### ACTIVITY
The answer must consist of every line from the entries below that contains the word "validate".

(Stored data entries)
◆ ◆ ◆ ◆ ◆

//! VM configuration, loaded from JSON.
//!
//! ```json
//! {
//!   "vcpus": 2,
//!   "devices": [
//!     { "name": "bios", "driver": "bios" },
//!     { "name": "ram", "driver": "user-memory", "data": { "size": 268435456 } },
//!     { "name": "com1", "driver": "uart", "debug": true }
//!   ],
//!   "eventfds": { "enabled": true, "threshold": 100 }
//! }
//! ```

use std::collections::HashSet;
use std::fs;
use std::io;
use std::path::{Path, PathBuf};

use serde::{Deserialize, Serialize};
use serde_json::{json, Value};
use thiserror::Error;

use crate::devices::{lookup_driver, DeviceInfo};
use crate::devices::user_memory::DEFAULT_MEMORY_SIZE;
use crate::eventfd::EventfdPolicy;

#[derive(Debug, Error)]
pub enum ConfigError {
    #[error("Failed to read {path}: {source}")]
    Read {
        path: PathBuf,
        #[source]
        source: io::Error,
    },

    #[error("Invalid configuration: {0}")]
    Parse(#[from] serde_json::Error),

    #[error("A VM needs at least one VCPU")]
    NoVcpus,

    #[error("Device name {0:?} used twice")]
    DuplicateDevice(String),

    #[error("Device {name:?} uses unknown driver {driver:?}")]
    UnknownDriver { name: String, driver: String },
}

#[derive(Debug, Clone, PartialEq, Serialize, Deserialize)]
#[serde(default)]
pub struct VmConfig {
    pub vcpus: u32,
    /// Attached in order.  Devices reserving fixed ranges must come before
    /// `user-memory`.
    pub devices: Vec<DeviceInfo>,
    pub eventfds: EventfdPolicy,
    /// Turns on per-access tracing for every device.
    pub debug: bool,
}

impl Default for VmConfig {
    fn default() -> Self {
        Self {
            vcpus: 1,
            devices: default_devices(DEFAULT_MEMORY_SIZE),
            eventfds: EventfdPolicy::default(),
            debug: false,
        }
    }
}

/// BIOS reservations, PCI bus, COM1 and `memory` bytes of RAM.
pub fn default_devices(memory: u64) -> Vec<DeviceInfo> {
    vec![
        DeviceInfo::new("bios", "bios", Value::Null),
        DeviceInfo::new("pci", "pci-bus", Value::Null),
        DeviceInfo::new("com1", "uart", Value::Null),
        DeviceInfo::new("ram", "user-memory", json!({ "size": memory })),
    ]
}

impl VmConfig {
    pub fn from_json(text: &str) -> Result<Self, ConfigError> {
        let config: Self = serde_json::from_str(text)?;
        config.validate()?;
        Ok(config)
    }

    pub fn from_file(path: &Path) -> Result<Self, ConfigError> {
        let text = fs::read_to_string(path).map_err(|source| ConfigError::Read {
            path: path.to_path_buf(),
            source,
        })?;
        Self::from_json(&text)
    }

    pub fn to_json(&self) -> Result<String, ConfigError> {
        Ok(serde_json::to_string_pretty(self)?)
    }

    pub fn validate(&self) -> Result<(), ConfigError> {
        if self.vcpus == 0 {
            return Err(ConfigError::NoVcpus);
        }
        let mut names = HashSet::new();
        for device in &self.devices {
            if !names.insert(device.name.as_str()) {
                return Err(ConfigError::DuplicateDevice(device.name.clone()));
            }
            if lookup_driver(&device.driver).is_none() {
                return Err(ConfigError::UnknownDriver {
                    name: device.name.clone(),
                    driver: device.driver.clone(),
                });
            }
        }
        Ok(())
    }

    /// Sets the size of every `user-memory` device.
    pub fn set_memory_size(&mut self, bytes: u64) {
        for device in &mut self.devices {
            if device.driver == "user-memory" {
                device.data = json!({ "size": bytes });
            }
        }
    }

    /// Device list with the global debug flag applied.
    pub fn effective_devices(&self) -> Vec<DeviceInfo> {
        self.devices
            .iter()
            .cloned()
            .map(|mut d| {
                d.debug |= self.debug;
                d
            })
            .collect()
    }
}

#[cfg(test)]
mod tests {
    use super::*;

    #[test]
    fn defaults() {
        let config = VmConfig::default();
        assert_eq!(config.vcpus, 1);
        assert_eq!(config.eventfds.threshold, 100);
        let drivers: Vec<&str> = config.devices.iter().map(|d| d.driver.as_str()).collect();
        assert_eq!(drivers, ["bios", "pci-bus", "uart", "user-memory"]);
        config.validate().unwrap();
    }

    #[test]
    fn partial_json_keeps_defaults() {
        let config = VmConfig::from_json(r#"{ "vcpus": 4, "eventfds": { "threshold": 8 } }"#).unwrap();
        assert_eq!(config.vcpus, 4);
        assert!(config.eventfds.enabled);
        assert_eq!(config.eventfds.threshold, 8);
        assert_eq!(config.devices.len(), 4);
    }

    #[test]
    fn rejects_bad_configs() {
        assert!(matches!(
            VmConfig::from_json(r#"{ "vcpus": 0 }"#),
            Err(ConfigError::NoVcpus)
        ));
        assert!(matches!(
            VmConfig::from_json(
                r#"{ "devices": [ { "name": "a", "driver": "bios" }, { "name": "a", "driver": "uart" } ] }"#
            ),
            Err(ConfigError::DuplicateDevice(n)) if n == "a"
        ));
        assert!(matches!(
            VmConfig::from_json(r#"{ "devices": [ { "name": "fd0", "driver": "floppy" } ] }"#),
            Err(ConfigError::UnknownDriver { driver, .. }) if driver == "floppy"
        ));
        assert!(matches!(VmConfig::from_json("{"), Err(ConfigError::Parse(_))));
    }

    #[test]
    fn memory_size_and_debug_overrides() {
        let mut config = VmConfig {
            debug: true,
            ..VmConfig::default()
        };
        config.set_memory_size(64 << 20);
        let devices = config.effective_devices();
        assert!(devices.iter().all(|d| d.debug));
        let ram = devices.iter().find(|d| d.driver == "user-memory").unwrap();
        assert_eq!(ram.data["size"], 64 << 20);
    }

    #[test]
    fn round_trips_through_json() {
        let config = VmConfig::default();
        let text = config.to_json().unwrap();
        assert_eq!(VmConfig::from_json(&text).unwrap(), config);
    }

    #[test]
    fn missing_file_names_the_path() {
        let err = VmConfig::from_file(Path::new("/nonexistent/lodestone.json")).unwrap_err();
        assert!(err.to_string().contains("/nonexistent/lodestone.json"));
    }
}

◆ ◆ ◆ ◆ ◆

### RESULT BELOW
        config.validate()?;
    pub fn validate(&self) -> Result<(), ConfigError> {
        config.validate().unwrap();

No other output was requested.